#### WHAT IS BEING ASKED
Say the data back exactly as it is written below.

[Stored items]

#[async_trait]
impl CartsService for PgCartsService {
    async fn create_cart(&self, cart: NewCart) -> Result<Cart, CartsServiceError> {
        let mut tx = self.db.begin().await?;

        let created = self.carts_repository.create_cart(&mut tx, cart.uuid).await?;

        tx.commit().await?;

        Ok(created)
    }

    async fn get_cart(&self, cart: Uuid) -> Result<Cart, CartsServiceError> {
        let mut tx = self.db.begin().await?;

        let head = self.carts_repository.get_cart(&mut tx, cart).await?;
        let cart = self.load_items(&mut tx, head).await?;

        tx.commit().await?;

        Ok(cart)
    }

    async fn add_item(
        &self,
        cart: Uuid,
        code: &str,
        quantity: u32,
    ) -> Result<Cart, CartsServiceError> {
        if quantity == 0 {
            return Err(CartsServiceError::InvalidQuantity);
        }

        let mut tx = self.db.begin().await?;

        let head = self.carts_repository.get_cart(&mut tx, cart).await?;
        let product = self.resolve_product(&mut tx, code).await?;

        // Adding never oversells: the line after the add must still fit
        // within current stock, counting what the cart already holds.
        let in_cart = self
            .items_repository
            .get_line_quantity(&mut tx, cart, product.uuid)
            .await?;

        let requested = in_cart
            .checked_add(quantity)
            .ok_or(CartsServiceError::InvalidQuantity)?;

        if requested > product.stock_quantity {
            return Err(CartsServiceError::InsufficientStock {
                product: product.name,
                available: product.stock_quantity,
            });
        }

        self.items_repository
            .upsert_item(&mut tx, cart, product.uuid, quantity, product.price)
            .await?;

        self.carts_repository.touch_cart(&mut tx, cart).await?;

        let cart = self.load_items(&mut tx, head).await?;

        tx.commit().await?;

        Ok(cart)
    }

    async fn update_quantity(
        &self,
        cart: Uuid,
        product: Uuid,
        quantity: i64,
    ) -> Result<Cart, CartsServiceError> {
        let mut tx = self.db.begin().await?;

        let head = self.carts_repository.get_cart(&mut tx, cart).await?;

        if quantity <= 0 {
            // Zero or negative removes the line; already-gone is fine.
            self.items_repository
                .delete_item(&mut tx, cart, product)
                .await?;
        } else {
            let quantity =
                u32::try_from(quantity).map_err(|_ignored| CartsServiceError::InvalidQuantity)?;

            let rows_affected = self
                .items_repository
                .set_line_quantity(&mut tx, cart, product, quantity)
                .await?;

            if rows_affected == 0 {
                return Err(CartsServiceError::NotFound);
            }
        }

        self.carts_repository.touch_cart(&mut tx, cart).await?;

        let cart = self.load_items(&mut tx, head).await?;

        tx.commit().await?;

        Ok(cart)
    }

    async fn remove_item(&self, cart: Uuid, product: Uuid) -> Result<Cart, CartsServiceError> {
        let mut tx = self.db.begin().await?;

        let head = self.carts_repository.get_cart(&mut tx, cart).await?;

        self.items_repository
            .delete_item(&mut tx, cart, product)
            .await?;

        self.carts_repository.touch_cart(&mut tx, cart).await?;

        let cart = self.load_items(&mut tx, head).await?;

        tx.commit().await?;

        Ok(cart)
    }

    async fn clear_cart(&self, cart: Uuid) -> Result<Cart, CartsServiceError> {
        let mut tx = self.db.begin().await?;

        let head = self.carts_repository.get_cart(&mut tx, cart).await?;

        self.items_repository.clear_items(&mut tx, cart).await?;
        self.carts_repository.touch_cart(&mut tx, cart).await?;

        let cart = self.load_items(&mut tx, head).await?;

        tx.commit().await?;

        Ok(cart)
    }

    async fn purge_expired(&self, ttl_hours: i32) -> Result<u64, CartsServiceError> {
        let mut tx = self.db.begin().await?;

        let purged = self.carts_repository.purge_expired(&mut tx, ttl_hours).await?;

        tx.commit().await?;

        if purged > 0 {
            tracing::info!(purged, "purged expired carts");
        }

        Ok(purged)
    }
}

#[automock]
#[async_trait]
pub trait CartsService: Send + Sync {
    /// Creates a new, empty session cart.
    async fn create_cart(&self, cart: NewCart) -> Result<Cart, CartsServiceError>;

    /// Retrieve a cart with its lines in insertion order.
    async fn get_cart(&self, cart: Uuid) -> Result<Cart, CartsServiceError>;

    /// Adds a product (by identifier or barcode) to the cart, merging into an
    /// existing line for the same product. Rejects adds that would exceed
    /// current stock.
    async fn add_item(
        &self,
        cart: Uuid,
        code: &str,
        quantity: u32,
    ) -> Result<Cart, CartsServiceError>;

    /// Sets a line's quantity; zero or negative removes the line.
    async fn update_quantity(
        &self,
        cart: Uuid,
        product: Uuid,
        quantity: i64,
    ) -> Result<Cart, CartsServiceError>;

    /// Removes a line if present; no-op otherwise.
    async fn remove_item(&self, cart: Uuid, product: Uuid) -> Result<Cart, CartsServiceError>;

    /// Empties the cart.
    async fn clear_cart(&self, cart: Uuid) -> Result<Cart, CartsServiceError>;

    /// Deletes carts idle for longer than the given TTL. Returns the count.
    async fn purge_expired(&self, ttl_hours: i32) -> Result<u64, CartsServiceError>;
}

#### FINISHED EXERCISE
#[async_trait]
impl CartsService for PgCartsService {
    async fn create_cart(&self, cart: NewCart) -> Result<Cart, CartsServiceError> {
        let mut tx = self.db.begin().await?;

        let created = self.carts_repository.create_cart(&mut tx, cart.uuid).await?;

        tx.commit().await?;

        Ok(created)
    }

    async fn get_cart(&self, cart: Uuid) -> Result<Cart, CartsServiceError> {
        let mut tx = self.db.begin().await?;

        let head = self.carts_repository.get_cart(&mut tx, cart).await?;
        let cart = self.load_items(&mut tx, head).await?;

        tx.commit().await?;

        Ok(cart)
    }

    async fn add_item(
        &self,
        cart: Uuid,
        code: &str,
        quantity: u32,
    ) -> Result<Cart, CartsServiceError> {
        if quantity == 0 {
            return Err(CartsServiceError::InvalidQuantity);
        }

        let mut tx = self.db.begin().await?;

        let head = self.carts_repository.get_cart(&mut tx, cart).await?;
        let product = self.resolve_product(&mut tx, code).await?;

        // Adding never oversells: the line after the add must still fit
        // within current stock, counting what the cart already holds.
        let in_cart = self
            .items_repository
            .get_line_quantity(&mut tx, cart, product.uuid)
            .await?;

        let requested = in_cart
            .checked_add(quantity)
            .ok_or(CartsServiceError::InvalidQuantity)?;

        if requested > product.stock_quantity {
            return Err(CartsServiceError::InsufficientStock {
                product: product.name,
                available: product.stock_quantity,
            });
        }

        self.items_repository
            .upsert_item(&mut tx, cart, product.uuid, quantity, product.price)
            .await?;

        self.carts_repository.touch_cart(&mut tx, cart).await?;

        let cart = self.load_items(&mut tx, head).await?;

        tx.commit().await?;

        Ok(cart)
    }

    async fn update_quantity(
        &self,
        cart: Uuid,
        product: Uuid,
        quantity: i64,
    ) -> Result<Cart, CartsServiceError> {
        let mut tx = self.db.begin().await?;

        let head = self.carts_repository.get_cart(&mut tx, cart).await?;

        if quantity <= 0 {
            // Zero or negative removes the line; already-gone is fine.
            self.items_repository
                .delete_item(&mut tx, cart, product)
                .await?;
        } else {
            let quantity =
                u32::try_from(quantity).map_err(|_ignored| CartsServiceError::InvalidQuantity)?;

            let rows_affected = self
                .items_repository
                .set_line_quantity(&mut tx, cart, product, quantity)
                .await?;

            if rows_affected == 0 {
                return Err(CartsServiceError::NotFound);
            }
        }

        self.carts_repository.touch_cart(&mut tx, cart).await?;

        let cart = self.load_items(&mut tx, head).await?;

        tx.commit().await?;

        Ok(cart)
    }

    async fn remove_item(&self, cart: Uuid, product: Uuid) -> Result<Cart, CartsServiceError> {
        let mut tx = self.db.begin().await?;

        let head = self.carts_repository.get_cart(&mut tx, cart).await?;

        self.items_repository
            .delete_item(&mut tx, cart, product)
            .await?;

        self.carts_repository.touch_cart(&mut tx, cart).await?;

        let cart = self.load_items(&mut tx, head).await?;

        tx.commit().await?;

        Ok(cart)
    }

    async fn clear_cart(&self, cart: Uuid) -> Result<Cart, CartsServiceError> {
        let mut tx = self.db.begin().await?;

        let head = self.carts_repository.get_cart(&mut tx, cart).await?;

        self.items_repository.clear_items(&mut tx, cart).await?;
        self.carts_repository.touch_cart(&mut tx, cart).await?;

        let cart = self.load_items(&mut tx, head).await?;

        tx.commit().await?;

        Ok(cart)
    }

    async fn purge_expired(&self, ttl_hours: i32) -> Result<u64, CartsServiceError> {
        let mut tx = self.db.begin().await?;

        let purged = self.carts_repository.purge_expired(&mut tx, ttl_hours).await?;

        tx.commit().await?;

        if purged > 0 {
            tracing::info!(purged, "purged expired carts");
        }

        Ok(purged)
    }
}

#[automock]
#[async_trait]
pub trait CartsService: Send + Sync {
    /// Creates a new, empty session cart.
    async fn create_cart(&self, cart: NewCart) -> Result<Cart, CartsServiceError>;

    /// Retrieve a cart with its lines in insertion order.
    async fn get_cart(&self, cart: Uuid) -> Result<Cart, CartsServiceError>;

    /// Adds a product (by identifier or barcode) to the cart, merging into an
    /// existing line for the same product. Rejects adds that would exceed
    /// current stock.
    async fn add_item(
        &self,
        cart: Uuid,
        code: &str,
        quantity: u32,
    ) -> Result<Cart, CartsServiceError>;

    /// Sets a line's quantity; zero or negative removes the line.
    async fn update_quantity(
        &self,
        cart: Uuid,
        product: Uuid,
        quantity: i64,
    ) -> Result<Cart, CartsServiceError>;

    /// Removes a line if present; no-op otherwise.
    async fn remove_item(&self, cart: Uuid, product: Uuid) -> Result<Cart, CartsServiceError>;

    /// Empties the cart.
    async fn clear_cart(&self, cart: Uuid) -> Result<Cart, CartsServiceError>;

    /// Deletes carts idle for longer than the given TTL. Returns the count.
    async fn purge_expired(&self, ttl_hours: i32) -> Result<u64, CartsServiceError>;
}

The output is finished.